Masih menurut Hendra, pernyataan-pernyataan tersebut sangat melukai perasaan pihak keluarga PU sebagai korban. “Tidak ada wacana menikahkan PU dengan AT.
Secara etik, kuasa hukum tersangka seharusnya menghubungi kuasa hukum keluarga korban, tidak boleh langsung memberi pernyataan sepihak begitu.”
Dalam komunikasinya dengan LBH PSI, ayah PU memohon agar PU bisa dilindungi dari pengaruh dan bujuk rayu yang menjerumuskan dari pihak AT karena PU yang menjadi korban pemerkosaan dan penjualan orang masih anak-anak di bawah umur dan belum mengerti apa-apa.
Sejak kasus ini mencuat, banyak pihak menaruh perhatian khusus atas kasus ini, apalagi dengan adanya wacana menikahkan korban dengan pelaku.

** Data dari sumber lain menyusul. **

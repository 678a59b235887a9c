//! Run summary and result aggregation
//!
//! Workers never touch these types. The coordinator owns one
//! [`RunAccumulator`], feeds it every [`BatchOutcome`] in completion order and
//! turns it into a [`RunOutput`] once all pairs are done.

use crate::core::compare::BatchResult;
use crate::core::reconcile::pairing::PairingReport;
use crate::core::reconcile::ComparisonJob;
use crate::domain::MismatchRecord;
use chrono::{DateTime, Utc};
use serde::{Deserialize, Serialize};
use std::fmt;
use std::time::Duration;
use uuid::Uuid;

/// Which part of a batch pair failed
#[derive(Debug, Clone, Copy, PartialEq, Eq, Serialize, Deserialize)]
#[serde(rename_all = "snake_case")]
pub enum BatchSide {
    /// The source reader
    Source,
    /// The target reader
    Target,
    /// The comparison task itself
    Comparison,
}

impl fmt::Display for BatchSide {
    fn fmt(&self, f: &mut fmt::Formatter<'_>) -> fmt::Result {
        f.write_str(match self {
            BatchSide::Source => "source",
            BatchSide::Target => "target",
            BatchSide::Comparison => "comparison",
        })
    }
}

/// A batch position that could not be compared
#[derive(Debug, Clone, PartialEq, Eq, Serialize, Deserialize)]
pub struct BatchError {
    /// Sequence number of the affected pair
    pub batch_sequence: u64,

    /// Where the failure happened
    pub side: BatchSide,

    /// Error message
    pub message: String,
}

impl BatchError {
    pub fn new(batch_sequence: u64, side: BatchSide, message: impl Into<String>) -> Self {
        Self {
            batch_sequence,
            side,
            message: message.into(),
        }
    }
}

/// What a worker hands back for one pair
#[derive(Debug, Clone, PartialEq)]
pub enum BatchOutcome {
    Compared(BatchResult),
    Failed(BatchError),
}

/// Terminal summary of one reconciliation run
#[derive(Debug, Clone, PartialEq, Serialize, Deserialize)]
pub struct RunSummary {
    /// Identifier shared with the run's tracing span
    pub run_id: Uuid,

    /// Source location
    pub source: String,

    /// Target location
    pub target: String,

    /// Rows read from the source across all batches
    pub total_source_records: u64,

    /// Records read from the target across all batches
    pub total_target_records: u64,

    /// Target records as a percentage of source records; 0 for an empty source
    pub completeness_percentage: f64,

    /// Field-level mismatches across all batches
    pub mismatch_count: u64,

    /// Completion time
    pub timestamp: DateTime<Utc>,

    /// Batch pairs submitted for comparison
    pub batch_pairs: u64,

    /// Malformed source rows skipped
    pub source_parse_errors: u64,

    /// Malformed target lines skipped
    pub target_parse_errors: u64,

    /// Batch positions that could not be compared
    pub batch_errors: Vec<BatchError>,

    /// Wall-clock duration of the run
    pub duration: Duration,

    /// Set when submission stopped before both inputs were exhausted
    pub interrupted: bool,

    /// Why submission stopped early
    #[serde(default, skip_serializing_if = "Option::is_none")]
    pub shutdown_reason: Option<String>,
}

impl RunSummary {
    /// Whether every source record has a target counterpart by count
    pub fn is_complete(&self) -> bool {
        self.total_source_records == self.total_target_records
    }

    /// Complete, no mismatches, no skipped rows or batches, not interrupted
    pub fn is_clean(&self) -> bool {
        self.is_complete()
            && self.mismatch_count == 0
            && self.source_parse_errors == 0
            && self.target_parse_errors == 0
            && self.batch_errors.is_empty()
            && !self.interrupted
    }

    /// Log the summary
    pub fn log_summary(&self) {
        tracing::info!(
            run_id = %self.run_id,
            source_records = self.total_source_records,
            target_records = self.total_target_records,
            completeness = format!("{:.2}%", self.completeness_percentage),
            mismatches = self.mismatch_count,
            batch_pairs = self.batch_pairs,
            duration_ms = self.duration.as_millis() as u64,
            "Reconciliation completed"
        );

        if self.source_parse_errors > 0 || self.target_parse_errors > 0 {
            tracing::warn!(
                source_parse_errors = self.source_parse_errors,
                target_parse_errors = self.target_parse_errors,
                "Malformed rows were skipped"
            );
        }

        for error in &self.batch_errors {
            tracing::warn!(
                batch = error.batch_sequence,
                side = %error.side,
                message = %error.message,
                "Batch error"
            );
        }

        if self.interrupted {
            tracing::warn!(
                reason = self.shutdown_reason.as_deref().unwrap_or("unknown"),
                "Run was interrupted before both inputs were exhausted"
            );
        }
    }
}

/// Completeness percentage with the zero-source guard
pub fn completeness_percentage(source_records: u64, target_records: u64) -> f64 {
    if source_records == 0 {
        return 0.0;
    }
    (target_records as f64 / source_records as f64) * 100.0
}

/// Everything a run produces
#[derive(Debug, Clone, PartialEq)]
pub struct RunOutput {
    pub summary: RunSummary,

    /// Mismatches ordered by batch sequence, column-major inside each batch
    pub mismatches: Vec<MismatchRecord>,
}

/// Single-owner reduction of batch outcomes
///
/// All operations are sums or appends, so totals do not depend on the order
/// outcomes arrive in.
#[derive(Debug, Default)]
pub struct RunAccumulator {
    total_source_records: u64,
    total_target_records: u64,
    mismatches: Vec<MismatchRecord>,
    batch_errors: Vec<BatchError>,
}

impl RunAccumulator {
    pub fn new() -> Self {
        Self::default()
    }

    /// Fold one outcome into the running totals
    pub fn absorb(&mut self, outcome: BatchOutcome) {
        match outcome {
            BatchOutcome::Compared(result) => self.absorb_result(result),
            BatchOutcome::Failed(error) => self.batch_errors.push(error),
        }
    }

    fn absorb_result(&mut self, result: BatchResult) {
        self.total_source_records += result.source_row_count as u64;
        self.total_target_records += result.target_row_count as u64;
        self.mismatches.extend(result.mismatches);
    }

    pub fn total_source_records(&self) -> u64 {
        self.total_source_records
    }

    pub fn total_target_records(&self) -> u64 {
        self.total_target_records
    }

    pub fn mismatch_count(&self) -> u64 {
        self.mismatches.len() as u64
    }

    pub fn batch_errors(&self) -> &[BatchError] {
        &self.batch_errors
    }

    /// Stamp the totals into a summary
    pub fn finish(
        mut self,
        run_id: Uuid,
        job: &ComparisonJob,
        pairing: &PairingReport,
        duration: Duration,
    ) -> RunOutput {
        // Stable sorts keep the column-major order inside each batch.
        self.mismatches.sort_by_key(|m| m.batch_sequence);
        self.batch_errors
            .sort_by_key(|e| (e.batch_sequence, e.side as u8));

        let summary = RunSummary {
            run_id,
            source: job.source().to_string(),
            target: job.target().to_string(),
            total_source_records: self.total_source_records,
            total_target_records: self.total_target_records,
            completeness_percentage: completeness_percentage(
                self.total_source_records,
                self.total_target_records,
            ),
            mismatch_count: self.mismatches.len() as u64,
            timestamp: Utc::now(),
            batch_pairs: pairing.batch_pairs,
            source_parse_errors: pairing.source_parse_errors,
            target_parse_errors: pairing.target_parse_errors,
            batch_errors: self.batch_errors,
            duration,
            interrupted: pairing.stop_reason.is_some(),
            shutdown_reason: pairing.stop_reason.clone(),
        };

        RunOutput {
            summary,
            mismatches: self.mismatches,
        }
    }
}

#[cfg(test)]
mod tests {
    use super::*;
    use test_case::test_case;

    fn result(sequence: u64, source: usize, target: usize, mismatches: usize) -> BatchResult {
        let mut result = BatchResult::new(sequence, source, target);
        for row in 0..mismatches {
            result.add_mismatch(MismatchRecord::value_mismatch(sequence, row, "amt", "1", "2"));
        }
        result
    }

    fn job() -> ComparisonJob {
        ComparisonJob::new(
            "bucket/source.txt".parse().unwrap(),
            "bucket/target.json".parse().unwrap(),
        )
    }

    #[test_case(0, 0, 0.0 ; "empty source")]
    #[test_case(0, 25, 0.0 ; "empty source with targets")]
    #[test_case(100, 100, 100.0 ; "complete")]
    #[test_case(200, 50, 25.0 ; "quarter")]
    #[test_case(100, 150, 150.0 ; "more targets than sources")]
    fn test_completeness_percentage(source: u64, target: u64, expected: f64) {
        assert!((completeness_percentage(source, target) - expected).abs() < 1e-9);
    }

    #[test]
    fn test_completeness_of_partial_target() {
        let pct = completeness_percentage(150, 100);
        assert!((pct - 66.666_666).abs() < 1e-3);
    }

    #[test]
    fn test_reduction_is_order_independent() {
        let outcomes = vec![
            BatchOutcome::Compared(result(0, 100, 100, 3)),
            BatchOutcome::Compared(result(1, 100, 97, 0)),
            BatchOutcome::Failed(BatchError::new(2, BatchSide::Target, "stream reset")),
            BatchOutcome::Compared(result(3, 50, 0, 0)),
            BatchOutcome::Compared(result(4, 7, 7, 5)),
        ];

        let mut forward = RunAccumulator::new();
        for outcome in outcomes.clone() {
            forward.absorb(outcome);
        }

        let mut reverse = RunAccumulator::new();
        for outcome in outcomes.into_iter().rev() {
            reverse.absorb(outcome);
        }

        assert_eq!(forward.total_source_records(), 257);
        assert_eq!(forward.total_target_records(), 204);
        assert_eq!(forward.mismatch_count(), 8);
        assert_eq!(forward.total_source_records(), reverse.total_source_records());
        assert_eq!(forward.total_target_records(), reverse.total_target_records());
        assert_eq!(forward.mismatch_count(), reverse.mismatch_count());

        let pairing = PairingReport::default();
        let a = forward.finish(Uuid::new_v4(), &job(), &pairing, Duration::ZERO);
        let b = reverse.finish(Uuid::new_v4(), &job(), &pairing, Duration::ZERO);
        assert_eq!(a.mismatches, b.mismatches);
        assert_eq!(a.summary.batch_errors, b.summary.batch_errors);
    }

    #[test]
    fn test_finish_builds_summary() {
        let mut acc = RunAccumulator::new();
        acc.absorb(BatchOutcome::Compared(result(1, 50, 0, 0)));
        acc.absorb(BatchOutcome::Compared(result(0, 100, 100, 1)));

        let pairing = PairingReport {
            batch_pairs: 2,
            source_parse_errors: 1,
            target_parse_errors: 0,
            stop_reason: None,
        };
        let output = acc.finish(Uuid::new_v4(), &job(), &pairing, Duration::from_millis(12));
        let summary = &output.summary;

        assert_eq!(summary.total_source_records, 150);
        assert_eq!(summary.total_target_records, 100);
        assert!((summary.completeness_percentage - 66.67).abs() < 0.01);
        assert_eq!(summary.mismatch_count, 1);
        assert_eq!(summary.batch_pairs, 2);
        assert_eq!(summary.source, "bucket/source.txt");
        assert!(!summary.interrupted);
        assert!(!summary.is_complete());
        assert!(!summary.is_clean());
    }

    #[test]
    fn test_interrupted_summary() {
        let pairing = PairingReport {
            stop_reason: Some("Shutdown signal received".to_string()),
            ..PairingReport::default()
        };
        let output =
            RunAccumulator::new().finish(Uuid::new_v4(), &job(), &pairing, Duration::ZERO);
        assert!(output.summary.interrupted);
        assert_eq!(
            output.summary.shutdown_reason.as_deref(),
            Some("Shutdown signal received")
        );
        assert_eq!(output.summary.completeness_percentage, 0.0);
    }

    #[test]
    fn test_summary_serializes() {
        let output = RunAccumulator::new().finish(
            Uuid::new_v4(),
            &job(),
            &PairingReport::default(),
            Duration::ZERO,
        );
        let json = serde_json::to_value(&output.summary).unwrap();
        assert_eq!(json["total_source_records"], 0);
        assert_eq!(json["completeness_percentage"], 0.0);
        assert!(json.get("shutdown_reason").is_none());
    }
}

Pasal 26 Undang-undang Nomor 35 Tahun 2014 tentang Perlindungan Anak juga jelas menyebutkan bahwa orangtua wajib dan bertanggung jawab mencegah terjadinya perkawinan anak.
Pendamping korban PU, Mary Sylvita, juga menyayangkan adanya intervensi langsung kepada korban yang masih dalam pemulihan trauma pasca pemerkosaan.
“Ini keterlaluan. Pengacara AT semestinya sangat mengerti perlindungan seperti apa yang dimaksud oleh Undang-undang,” sesalnya
Undang-Undang Perlindungan Anak menyatakan bahwa anak korban kejahatan seksual memerlukan perlindungan khusus yang terdiri dari edukasi tentang kesehatan reproduksi, nilai-nilai agama, nilai-nilai kesusilaan, rehabilitas sosial, hingga pendampingan psikososial pada saat pengobatan sampai dengan pemulihan.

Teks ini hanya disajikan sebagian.